Moree Aboriginal education workers and others, 5 March 1999 - notes

Curriculum

"That's our biggest problem - the relevancy in the curriculum for our children. You can talk to any parent having trouble getting their kids to school - at any age. There's nothing there for them, nothing that interests them. They learn more on the streets than they do in the school. It needs to be addressed to their specific learning needs."

Aboriginal Studies

"Not so long ago there was a big stink about history - Australian history - when the War Memorial in Sydney was vandalised. There was a major outcry about the lack of history being taught in our schools. If that's the case, how would they deal with the true history of this country and the colonisation of this country? How would they go putting that across in the schools?"

"An Aboriginal perspective in all schools is mandatory. But, of course, we know as Murri workers that's not happening. We're all out there trying but it's definitely not happening."

Language teaching

They teach Indonesian and Japanese but not Kamilaroi, in spite of the high numbers of Aboriginal students.

Teaching staff

"When you get teachers out to these areas, they come green. They come with virtually no awareness at all about the community that they're coming into. I think that should be the responsibility of the Department. It's the schools out here that give them a couple of days of local sensitisation. Then after three years, they're gone trained. We send out trained teachers to go and teach over at the coast. They don't stay in towns of this size with its problems. It's got a lot to do with the housing that's available and any prospects."

"They're giving teachers incentives to get out. The incentive is, you stay three years, get your points up, you've got a transfer out of there. They should give you an incentive to stay. You've spent three years there, you've built up a relationship with the community and you like the school, you've got a lot of experience, the incentive should be to stay rather than to get out. But it's sort of seen as a punishment to be here."

"The teachers can only do what the curriculum allows them to do. And there's no incentive to stay. The allowances don't compensate you for being away from your family. There have to be more incentives from the Department to make experienced and quality teachers want to come to this area. And stay. One year here we had 29 staff turnover in one year. And the following year we had 28.5 staff who were straight out of Uni at the one school out of about 50-54 in total. More than half."

It was pointed out that there has been, over the past 3 years, a substantial increase in the numbers of Murri education workers employed in the area. In the Catholic system the number has increased from 4 to 12.

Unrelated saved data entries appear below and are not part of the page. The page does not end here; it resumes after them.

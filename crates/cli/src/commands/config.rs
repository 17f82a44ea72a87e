use std::env;
use std::fs;
use std::path::{Path, PathBuf};

use automarket_core::config::{AppConfig, LoadOptions};
use secrecy::ExposeSecret;
use toml::Value;

pub fn run() -> String {
    let config = match AppConfig::load(LoadOptions::default()) {
        Ok(config) => config,
        Err(error) => return format!("config validation failed: {error}"),
    };

    let config_file_path = detect_config_path();
    let config_file_doc = load_config_file_doc(config_file_path.as_deref());
    let source = |key_path: &str, env_key: &str| {
        field_source(key_path, env_key, config_file_doc.as_ref(), config_file_path.as_deref())
    };

    let chat_ids = config
        .telegram
        .admin_chat_ids
        .iter()
        .map(|id| id.to_string())
        .collect::<Vec<_>>()
        .join(",");

    let mut lines = vec!["effective config (source precedence: env > file > default):".to_string()];
    lines.push(render_line(
        "database.url",
        &config.database.url,
        source("database.url", "AUTOMARKET_DATABASE_URL"),
    ));
    lines.push(render_line(
        "database.max_connections",
        &config.database.max_connections.to_string(),
        source("database.max_connections", "AUTOMARKET_DATABASE_MAX_CONNECTIONS"),
    ));
    lines.push(render_line(
        "database.timeout_secs",
        &config.database.timeout_secs.to_string(),
        source("database.timeout_secs", "AUTOMARKET_DATABASE_TIMEOUT_SECS"),
    ));
    lines.push(render_line(
        "telegram.bot_token",
        &redact_bot_token(config.telegram.bot_token.expose_secret()),
        source("telegram.bot_token", "AUTOMARKET_BOT_TOKEN"),
    ));
    lines.push(render_line(
        "telegram.webhook_secret",
        "<redacted>",
        source("telegram.webhook_secret", "AUTOMARKET_WEBHOOK_SECRET"),
    ));
    lines.push(render_line(
        "telegram.admin_chat_ids",
        if chat_ids.is_empty() { "<unset>" } else { &chat_ids },
        source("telegram.admin_chat_ids", "AUTOMARKET_ADMIN_CHAT_IDS"),
    ));
    lines.push(render_line(
        "server.bind_address",
        &config.server.bind_address,
        source("server.bind_address", "AUTOMARKET_SERVER_BIND_ADDRESS"),
    ));
    lines.push(render_line(
        "server.port",
        &config.server.port.to_string(),
        source("server.port", "AUTOMARKET_SERVER_PORT"),
    ));
    lines.push(render_line(
        "server.public_url",
        &config.server.public_url,
        source("server.public_url", "AUTOMARKET_PUBLIC_URL"),
    ));
    lines.push(render_line(
        "admin.password",
        "<redacted>",
        source("admin.password", "AUTOMARKET_ADMIN_PASSWORD"),
    ));
    lines.push(render_line(
        "admin.session_ttl_hours",
        &config.admin.session_ttl_hours.to_string(),
        source("admin.session_ttl_hours", "AUTOMARKET_ADMIN_SESSION_TTL_HOURS"),
    ));
    lines.push(render_line(
        "admin.upload_dir",
        &config.admin.upload_dir,
        source("admin.upload_dir", "AUTOMARKET_UPLOAD_DIR"),
    ));
    lines.push(render_line(
        "admin.max_photos_per_car",
        &config.admin.max_photos_per_car.to_string(),
        source("admin.max_photos_per_car", "AUTOMARKET_ADMIN_MAX_PHOTOS"),
    ));
    lines.push(render_line(
        "logging.level",
        &config.logging.level,
        source("logging.level", "AUTOMARKET_LOGGING_LEVEL"),
    ));
    lines.push(render_line(
        "logging.format",
        &format!("{:?}", config.logging.format),
        source("logging.format", "AUTOMARKET_LOGGING_FORMAT"),
    ));

    lines.join("\n")
}

fn detect_config_path() -> Option<PathBuf> {
    [PathBuf::from("automarket.toml"), PathBuf::from("config/automarket.toml")]
        .into_iter()
        .find(|path| path.exists())
}

fn load_config_file_doc(path: Option<&Path>) -> Option<Value> {
    let raw = fs::read_to_string(path?).ok()?;
    raw.parse::<Value>().ok()
}

fn field_source(
    key_path: &str,
    env_key: &str,
    config_file_doc: Option<&Value>,
    config_file_path: Option<&Path>,
) -> String {
    if env::var_os(env_key).is_some() {
        return format!("env ({env_key})");
    }

    if let Some(doc) = config_file_doc {
        if contains_path(doc, key_path) {
            let file_path = config_file_path
                .map(|path| path.display().to_string())
                .unwrap_or_else(|| "config file".to_string());
            return format!("file ({file_path})");
        }
    }

    "default".to_string()
}

fn contains_path(root: &Value, key_path: &str) -> bool {
    let mut current = root;
    for key in key_path.split('.') {
        let Some(next) = current.get(key) else {
            return false;
        };
        current = next;
    }
    true
}

fn render_line(key: &str, value: &str, source: String) -> String {
    format!("- {key} = {value} (source: {source})")
}

/// Only the numeric bot id survives; that part is visible in webhook logs
/// anyway and makes it possible to tell bots apart.
fn redact_bot_token(token: &str) -> String {
    let trimmed = token.trim();
    if trimmed.is_empty() {
        return "<empty>".to_string();
    }

    if let Some((bot_id, _)) = trimmed.split_once(':') {
        return format!("{bot_id}:***");
    }

    "<redacted>".to_string()
}

#[cfg(test)]
mod tests {
    use super::redact_bot_token;

    #[test]
    fn bot_token_redaction_keeps_only_the_numeric_id() {
        assert_eq!(redact_bot_token("123456:super-secret"), "123456:***");
        assert_eq!(redact_bot_token(""), "<empty>");
        assert_eq!(redact_bot_token("no-colon-here"), "<redacted>");
    }
}
use thiserror::Error;

#[derive(Clone, Debug, Error, PartialEq, Eq)]
pub enum DomainError {
    #[error("lead field `{0}` must not be empty")]
    EmptyLeadField(&'static str),
    #[error("phone number `{0}` does not look dialable")]
    InvalidPhone(String),
    #[error("unknown lead status `{0}` (expected new|contacted|closed)")]
    UnknownLeadStatus(String),
}

#[derive(Clone, Debug, Error, PartialEq, Eq)]
pub enum ApplicationError {
    #[error(transparent)]
    Domain(#[from] DomainError),
    #[error("persistence failure: {0}")]
    Persistence(String),
    #[error("integration failure: {0}")]
    Integration(String),
    #[error("configuration failure: {0}")]
    Configuration(String),
}

#[cfg(test)]
mod tests {
    use super::{ApplicationError, DomainError};

    #[test]
    fn domain_errors_render_actionable_messages() {
        let empty = DomainError::EmptyLeadField("full_name");
        assert_eq!(empty.to_string(), "lead field `full_name` must not be empty");

        let phone = DomainError::InvalidPhone("abc".to_string());
        assert!(phone.to_string().contains("abc"));
    }

    #[test]
    fn domain_error_wraps_into_application_error() {
        let wrapped = ApplicationError::from(DomainError::UnknownLeadStatus("done".to_string()));
        assert!(matches!(wrapped, ApplicationError::Domain(_)));
        assert!(wrapped.to_string().contains("done"));
    }
}
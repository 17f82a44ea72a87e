use std::env;
use std::sync::{Mutex, OnceLock};

use automarket_cli::commands::{config, doctor, migrate, seed};
use serde_json::Value;

const VALID_ENV: &[(&str, &str)] = &[
    ("AUTOMARKET_BOT_TOKEN", "123456:test-token"),
    ("AUTOMARKET_WEBHOOK_SECRET", "long-random-webhook-secret"),
    ("AUTOMARKET_ADMIN_PASSWORD", "correct-horse-battery"),
    ("AUTOMARKET_PUBLIC_URL", "https://cars.example.com"),
    ("AUTOMARKET_DATABASE_URL", "sqlite::memory:"),
];

#[test]
fn migrate_returns_success_with_valid_env() {
    with_env(VALID_ENV, || {
        let result = migrate::run();
        assert_eq!(result.exit_code, 0, "expected successful migrate run");

        let payload = parse_payload(&result.output);
        assert_eq!(payload["command"], "migrate");
        assert_eq!(payload["status"], "ok");
    });
}

#[test]
fn migrate_returns_config_failure_without_required_settings() {
    with_env(&[], || {
        let result = migrate::run();
        assert_eq!(result.exit_code, 2, "expected config validation failure code");

        let payload = parse_payload(&result.output);
        assert_eq!(payload["command"], "migrate");
        assert_eq!(payload["status"], "error");
        assert_eq!(payload["error_class"], "config_validation");
    });
}

#[test]
fn seed_loads_and_verifies_the_demo_catalog() {
    with_env(VALID_ENV, || {
        let result = seed::run();
        assert_eq!(result.exit_code, 0, "expected successful seed run");

        let payload = parse_payload(&result.output);
        assert_eq!(payload["command"], "seed");
        assert_eq!(payload["status"], "ok");

        let message = payload["message"].as_str().unwrap_or("");
        assert!(message.contains("2 brands"));
        assert!(message.contains("3 cars"));
        assert!(message.contains("1 leads"));
    });
}

#[test]
fn seed_is_idempotent_across_runs() {
    with_env(VALID_ENV, || {
        let first = seed::run();
        assert_eq!(first.exit_code, 0, "expected first seed invocation success");

        let second = seed::run();
        assert_eq!(second.exit_code, 0, "expected second seed invocation success");

        let first_payload = parse_payload(&first.output);
        let second_payload = parse_payload(&second.output);
        assert_eq!(first_payload["message"], second_payload["message"]);
    });
}

#[test]
fn config_redacts_secrets_and_names_sources() {
    with_env(VALID_ENV, || {
        let output = config::run();

        assert!(output.contains("telegram.bot_token = 123456:*** (source: env (AUTOMARKET_BOT_TOKEN))"));
        assert!(output.contains("telegram.webhook_secret = <redacted>"));
        assert!(output.contains("admin.password = <redacted>"));
        assert!(!output.contains("test-token"));
        assert!(!output.contains("correct-horse-battery"));
        assert!(output.contains("logging.level = info (source: default)"));
    });
}

#[test]
fn doctor_json_reports_pass_with_valid_env() {
    with_env(VALID_ENV, || {
        let output = doctor::run(true);
        let payload: Value =
            serde_json::from_str(&output).expect("doctor --json should emit valid JSON");

        assert_eq!(payload["overall_status"], "pass");
        let checks = payload["checks"].as_array().expect("checks should be an array");
        assert_eq!(checks.len(), 3);
        assert!(checks.iter().all(|check| check["status"] == "pass"));
    });
}

#[test]
fn doctor_fails_and_skips_checks_when_config_is_invalid() {
    with_env(&[], || {
        let output = doctor::run(true);
        let payload: Value =
            serde_json::from_str(&output).expect("doctor --json should emit valid JSON");

        assert_eq!(payload["overall_status"], "fail");
        let checks = payload["checks"].as_array().expect("checks should be an array");
        assert_eq!(checks[0]["status"], "fail");
        assert_eq!(checks[1]["status"], "skipped");
        assert_eq!(checks[2]["status"], "skipped");
    });
}

fn parse_payload(output: &str) -> Value {
    serde_json::from_str(output).expect("command output should be valid JSON")
}

fn with_env(vars: &[(&str, &str)], test_fn: impl FnOnce()) {
    static ENV_LOCK: OnceLock<Mutex<()>> = OnceLock::new();
    let _guard =
        ENV_LOCK.get_or_init(|| Mutex::new(())).lock().expect("env mutex should not be poisoned");

    let keys = [
        "AUTOMARKET_DATABASE_URL",
        "AUTOMARKET_DATABASE_MAX_CONNECTIONS",
        "AUTOMARKET_DATABASE_TIMEOUT_SECS",
        "AUTOMARKET_BOT_TOKEN",
        "AUTOMARKET_WEBHOOK_SECRET",
        "AUTOMARKET_ADMIN_CHAT_IDS",
        "AUTOMARKET_SERVER_BIND_ADDRESS",
        "AUTOMARKET_SERVER_PORT",
        "AUTOMARKET_PUBLIC_URL",
        "AUTOMARKET_SERVER_GRACEFUL_SHUTDOWN_SECS",
        "AUTOMARKET_ADMIN_PASSWORD",
        "AUTOMARKET_ADMIN_SESSION_TTL_HOURS",
        "AUTOMARKET_UPLOAD_DIR",
        "AUTOMARKET_ADMIN_MAX_PHOTOS",
        "AUTOMARKET_LOGGING_LEVEL",
        "AUTOMARKET_LOGGING_FORMAT",
        "AUTOMARKET_LOG_LEVEL",
        "AUTOMARKET_LOG_FORMAT",
    ];

    let previous_values: Vec<(&str, Option<String>)> =
        keys.iter().map(|key| (*key, env::var(key).ok())).collect();

    for key in &keys {
        env::remove_var(key);
    }
    for (key, value) in vars {
        env::set_var(key, value);
    }

    test_fn();

    for (key, value) in previous_values {
        if let Some(value) = value {
            env::set_var(key, value);
        } else {
            env::remove_var(key);
        }
    }
}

Teaching and learning quality

"I come across a lot of behaviour problems in my three districts. Some of the schools I go to are central schools and some of the kids in Years 7 and 8 and at Years 2 or 3 reading level. So I think more AEAs are needed. The criterion for an extra AEA is another 120 kids in the school. That's unbelievable."

Many Aboriginal families still don't identify as such, making accurate calculations of the number of Aboriginal students impossible. "Families still aren't confident enough to put their hands up."

"We have many, many children slipping through the net from primary into high school with the reading level of an 8-year-old."

"There are some predominantly Aboriginal schools where not one Aboriginal kid has passed the Basic Skills Test. It's culturally biased. I suggest teachers be put on some sort of contract based on productivity: that their kids go out of the school with literacy level at high school standards or HSC standards. At the moment none of the kids at the schools I work with - they can barely read and write and they're in high school. There's got to be something put in place to offset this balance. Our kids aren't being taught. It's up to the schools to develop a method that works for our kids."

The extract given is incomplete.